13. Method according to claim 12, in which the at least one sonotrode (8) for arranging the at least one electrically conductive wire (3) on the substrate (7) is moved along the substrate (7) and in doing so carries out a vibration movement in the vertical direction, by which vibration movement in the vertical direction the at least one thermoplastic carrier (9) supplied as a coating (12) of the at least one electrically conductive wire (3) is at least partially converted into the flowable aggregate state.

14. Method according to one of claims 10 to 13, in which the at least one sonotrode (8) for arranging the at least one electrically conductive wire (3) on the substrate (7) is moved along the substrate (7) and is thereby continuously spaced from the substrate (7).

15. Device (10) for producing an electrical functional component (1), comprising at least one laying device (4) which is designed to arrange at least one electrically conductive wire (3) on a substrate (7) and via which at least one laying device (4) at least one thermoplastic carrier (9) provided for connecting the at least one electrically conductive wire (3) to the substrate (7) can be tempered in such a way that the at least one thermoplastic carrier (9) can be at least partially converted into a flowable state of aggregation by means of the tempering.

16. Device (10) according to claim 15, wherein the at least one laying device (4) is designed as at least one sonotrode (8) or comprises at least one sonotrode (8).

17. Device (10) according to claim 16, in which the at least one sonotrode (8) is designed such that the at least one sonotrode (8) can temper at least one thermoplastic carrier (9), which is at least one coating (12) applied over the entire circumference to the at least one electrically conductive wire (3) and running at least in sections along the at least one electrically conductive wire (3), such that the at least one coating (12) by means of the Tempering can be at least partially converted into a flowable aggregate state.

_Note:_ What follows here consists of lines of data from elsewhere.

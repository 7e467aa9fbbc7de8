// 游戏模拟部分，不依赖图形上下文；绘制、输入与资源加载在可执行程序中

pub mod actors;
pub mod clock;
pub mod config;
pub mod error;
pub mod geometry;
pub mod world;
use rand::Rng;

use crate::actors::{Beam, Bird, Bomb, Explosion, HeldKeys, Score};
use crate::config::{GameConfig, NUM_OF_BOMBS};
use crate::geometry::{check_collide, Rect};

// 精灵尺寸，由资源加载决定，模拟只需要宽高
#[derive(Clone, Copy, Debug, Eq, PartialEq)]
pub struct SpriteMetrics {
    pub bird: (i32, i32),
    pub beam: (i32, i32),
    pub explosion: (i32, i32),
}

#[derive(Clone, Copy, Debug, Eq, PartialEq)]
pub enum Status {
    Running,
    GameOver,
    Quit,
}

impl Status {
    pub fn is_terminal(self) -> bool {
        self != Status::Running
    }
}

// 单步模拟的输入
#[derive(Clone, Copy, Debug, Default, Eq, PartialEq)]
pub struct FrameInput {
    pub held: HeldKeys,
    pub fire: bool,
    pub quit: bool,
}

// 单帧内发生的事件，供日志与表现层使用
#[derive(Clone, Debug, Eq, PartialEq)]
pub enum FrameEvent {
    QuitRequested,
    BeamFired,
    BeamExpired,
    BombDestroyed { center: (i32, i32), score: u32 },
    PlayerHit,
    ExplosionFinished,
}

// 世界状态：独占所有实体集合
#[derive(Clone, Debug)]
pub struct World {
    pub area: Rect,
    pub metrics: SpriteMetrics,
    pub explosion_life: i32,
    pub bird: Bird,
    pub bombs: Vec<Bomb>,
    pub beams: Vec<Beam>,
    pub explosions: Vec<Explosion>,
    pub score: Score,
    pub status: Status,
    pub frame: u64,
}

impl World {
    // 开局：放置玩家并随机生成炸弹
    pub fn new(config: &GameConfig, metrics: SpriteMetrics, rng: &mut impl Rng) -> Self {
        let mut world = Self::empty(config, metrics);
        let keep_clear = world.bird.rect();
        world.bombs = (0..NUM_OF_BOMBS)
            .map(|_| Bomb::random(&world.area, &keep_clear, rng))
            .collect();
        log::debug!("spawned {} bombs", world.bombs.len());
        world
    }

    // 只有玩家、没有炸弹的世界
    pub fn empty(config: &GameConfig, metrics: SpriteMetrics) -> Self {
        Self {
            area: config.area(),
            metrics,
            explosion_life: config.explosion_life,
            bird: Bird::new(config.player_start, metrics.bird),
            bombs: Vec::new(),
            beams: Vec::new(),
            explosions: Vec::new(),
            score: Score::new(),
            status: Status::Running,
            frame: 0,
        }
    }

    // 推进一步：输入、光束、炸弹（先判玩家再判光束）、爆炸、玩家；结束后不再推进
    pub fn step(&mut self, input: &FrameInput) -> Vec<FrameEvent> {
        let mut events = Vec::new();
        if self.status.is_terminal() {
            return events;
        }
        self.frame += 1;
        log::trace!("step: frame={} bombs={} beams={}", self.frame, self.bombs.len(), self.beams.len());

        if input.quit {
            self.status = Status::Quit;
            events.push(FrameEvent::QuitRequested);
            return events;
        }
        if input.fire {
            self.beams.push(Beam::fire(&self.bird, self.metrics.beam));
            events.push(FrameEvent::BeamFired);
        }

        self.update_beams(&mut events);
        self.update_bombs(&mut events);
        if self.status.is_terminal() {
            return events;
        }
        self.update_explosions(&mut events);
        self.bird.update(&input.held, &self.area);
        events
    }

    fn update_beams(&mut self, events: &mut Vec<FrameEvent>) {
        let area = self.area;
        let before = self.beams.len();
        self.beams.retain_mut(|beam| beam.update(&area));
        for _ in self.beams.len()..before {
            events.push(FrameEvent::BeamExpired);
        }
    }

    // 炸弹移动与碰撞，先记录待删除下标，遍历结束后统一压缩
    fn update_bombs(&mut self, events: &mut Vec<FrameEvent>) {
        let mut dead_bombs = vec![false; self.bombs.len()];
        let mut used_beams = vec![false; self.beams.len()];

        for (i, bomb) in self.bombs.iter_mut().enumerate() {
            bomb.update(&self.area);
            if check_collide(&bomb.rect(), &self.bird.rect()) {
                self.bird.hit();
                self.status = Status::GameOver;
                events.push(FrameEvent::PlayerHit);
                break;
            }
            let hit = self
                .beams
                .iter()
                .enumerate()
                .find(|(j, beam)| !used_beams[*j] && check_collide(&beam.rect(), &bomb.rect()));
            if let Some((j, _)) = hit {
                used_beams[j] = true;
                dead_bombs[i] = true;
                self.explosions
                    .push(Explosion::new(bomb.center(), self.metrics.explosion, self.explosion_life));
                self.score.score_up();
                self.bird.celebrate();
                events.push(FrameEvent::BombDestroyed {
                    center: bomb.center(),
                    score: self.score.value(),
                });
            }
        }

        compact(&mut self.bombs, &dead_bombs);
        compact(&mut self.beams, &used_beams);
    }

    fn update_explosions(&mut self, events: &mut Vec<FrameEvent>) {
        for explosion in &mut self.explosions {
            explosion.update();
        }
        let before = self.explosions.len();
        self.explosions.retain(|e| !e.is_finished());
        for _ in self.explosions.len()..before {
            events.push(FrameEvent::ExplosionFinished);
        }
    }
}

// 按标记删除元素，保持剩余元素顺序
fn compact<T>(items: &mut Vec<T>, removed: &[bool]) {
    let mut flags = removed.iter();
    items.retain(|_| !flags.next().copied().unwrap_or(false));
}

Device (10) according to claim 16 or claim 17, in which the at least one sonotrode (8) is configured and equipped such that the at least one sonotrode (8) can carry out a vibration movement in the vertical direction for tempering the at least one thermoplastic carrier (9). Device (10) according to one of claims 16 to 18, in which the at least one sonotrode (8) is configured and equipped such that the at least one sonotrode (8) can be moved along the substrate (7) for arranging the at least one electrically conductive wire (3) on the substrate (7), the at least one sonotrode (8) being continuously spaced from the substrate (7).